Embora seja o mais amplo conjunto de dados sobre saúde silvestre no Brasil, os pesquisadores destacam uma lacuna nas informações devido às desigualdades regionais: a maior parte dos dados são de publicações referentes à região Sudeste. Além disso, alertam que o tema tem sido deixado de lado pelo poder público.

De acordo com os responsáveis, não existe legislação específica ou órgão com abrangência completa sobre a saúde de animais silvestres no Brasil. As políticas públicas atuais geralmente focam em proteger os rebanhos de produção ou prevenir surtos entre seres humanos, ignorando o componente silvestre.

No ano passado, o governo criou o ‘Comitê Interinstitucional de Uma só Saúde’, que foi considerado um avanço pelos pesquisadores para mudar esse cenário. O objetivo do grupo, coordenado pelo Ministério da Saúde e com a participação de 20 órgãos, é elaborar uma política nacional sobre o tema.

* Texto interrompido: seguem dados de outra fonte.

//! Consensus check functions

use chrono::{DateTime, Utc};

use volt_chain::{
    block::{Block, Hash, Header, Height},
    parameters::{Network, NetworkParameters},
    transaction,
    work::difficulty::{CompactDifficulty, ExpandedDifficulty},
};

use crate::error::*;

/// Returns `Ok(())` if the block carries at least one transaction.
pub fn has_transactions(block: &Block) -> Result<(), BlockError> {
    if block.transactions.is_empty() {
        Err(BlockError::NoTransactions)
    } else {
        Ok(())
    }
}

/// Returns `Ok(())` if there is exactly one coinbase transaction in `block`,
/// and that coinbase transaction is the first transaction in the block.
///
/// The first (and only the first) transaction in a block is a coinbase
/// transaction, which collects and spends the miner subsidy and the
/// transaction fees paid by transactions included in this block.
pub fn coinbase_is_first(block: &Block) -> Result<(), BlockError> {
    let first = block
        .transactions
        .get(0)
        .ok_or(BlockError::NoTransactions)?;
    let mut rest = block.transactions.iter().skip(1);
    if !first.is_coinbase() {
        return Err(TransactionError::CoinbasePosition.into());
    }
    if rest.any(|tx| tx.contains_coinbase_input()) {
        return Err(TransactionError::CoinbaseInputFound.into());
    }

    Ok(())
}

/// Returns `Ok(())` if `hash` passes:
///   - the target difficulty limit for `network`, and
///   - the difficulty filter,
/// based on the fields in `header`.
///
/// If the block is invalid, returns an error containing `height` and `hash`.
pub fn difficulty_is_valid(
    header: &Header,
    network: Network,
    height: &Height,
    hash: &Hash,
) -> Result<(), BlockError> {
    let difficulty_threshold = header
        .difficulty_threshold
        .to_expanded()
        .ok_or(BlockError::InvalidDifficulty(*height, *hash))?;

    // Note: the comparisons in this function are u256 integer comparisons.
    // Greater values represent *less* work.

    let limit: ExpandedDifficulty = NetworkParameters::for_network(network)
        .pow_limit
        .to_expanded()
        .expect("hard-coded proof-of-work limit is valid");
    if difficulty_threshold > limit {
        return Err(BlockError::TargetDifficultyLimit(*height, *hash));
    }

    if hash > &difficulty_threshold {
        return Err(BlockError::DifficultyFilter(*height, *hash));
    }

    Ok(())
}

/// Returns `Ok(())` if `header.difficulty_threshold` equals the difficulty
/// the retarget rule expects at this chain position.
pub fn expected_difficulty_matches(
    header: &Header,
    expected: CompactDifficulty,
) -> Result<(), BlockError> {
    if header.difficulty_threshold == expected {
        Ok(())
    } else {
        Err(BlockError::WrongDifficulty {
            expected,
            found: header.difficulty_threshold,
        })
    }
}

/// Returns `Ok(())` if `header.time` is less than or equal to
/// 2 hours in the future, according to the node's local clock (`now`).
///
/// This is a non-deterministic rule, as clocks vary over time, and
/// between different nodes. A block rejected by this rule at a given
/// point in time may later be accepted.
pub fn time_is_valid_at(
    header: &Header,
    now: DateTime<Utc>,
    height: &Height,
    hash: &Hash,
) -> Result<(), BlockError> {
    Ok(header.time_is_valid_at(now, height, hash)?)
}

/// Check Merkle root validity.
///
/// `transaction_hashes` is a precomputed list of transaction hashes.
pub fn merkle_root_validity(
    block: &Block,
    transaction_hashes: &[transaction::Hash],
) -> Result<(), BlockError> {
    let merkle_root = transaction_hashes.iter().cloned().collect();

    if block.header.merkle_root != merkle_root {
        return Err(BlockError::BadMerkleRoot {
            actual: merkle_root,
            expected: block.header.merkle_root,
        });
    }

    // Binary Merkle trees with duplicated-last-node padding are malleable:
    // repeating transactions can produce the same root as an honest block.
    // Duplicate transactions imply a double-spend, so as defense-in-depth we
    // also reject duplicate transaction hashes outright.
    use std::collections::HashSet;
    if transaction_hashes.len() != transaction_hashes.iter().collect::<HashSet<_>>().len() {
        return Err(BlockError::DuplicateTransaction);
    }

    Ok(())
}

/// Returns `Ok(())` if the height in the coinbase input matches the height
/// the block actually connects at.
pub fn coinbase_height_matches(block: &Block, expected: Height) -> Result<(), BlockError> {
    match block.coinbase_height() {
        Some(encoded) if encoded == expected => Ok(()),
        encoded => Err(BlockError::WrongCoinbaseHeight { encoded, expected }),
    }
}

Em suas recomendações, os autores do relatório destacam a necessidade de fortalecer a vigilância da saúde silvestre; inseri-la em planos de conservação de espécies e processos de licenciamento ambiental; abordar o comércio e consumo de animais silvestres, por meio de regulamentação, fiscalização e ações educativas; e ampliar a participação da sociedade, especialmente dos povos indígenas e comunidades tradicionais, na formulação das estratégias para o setor.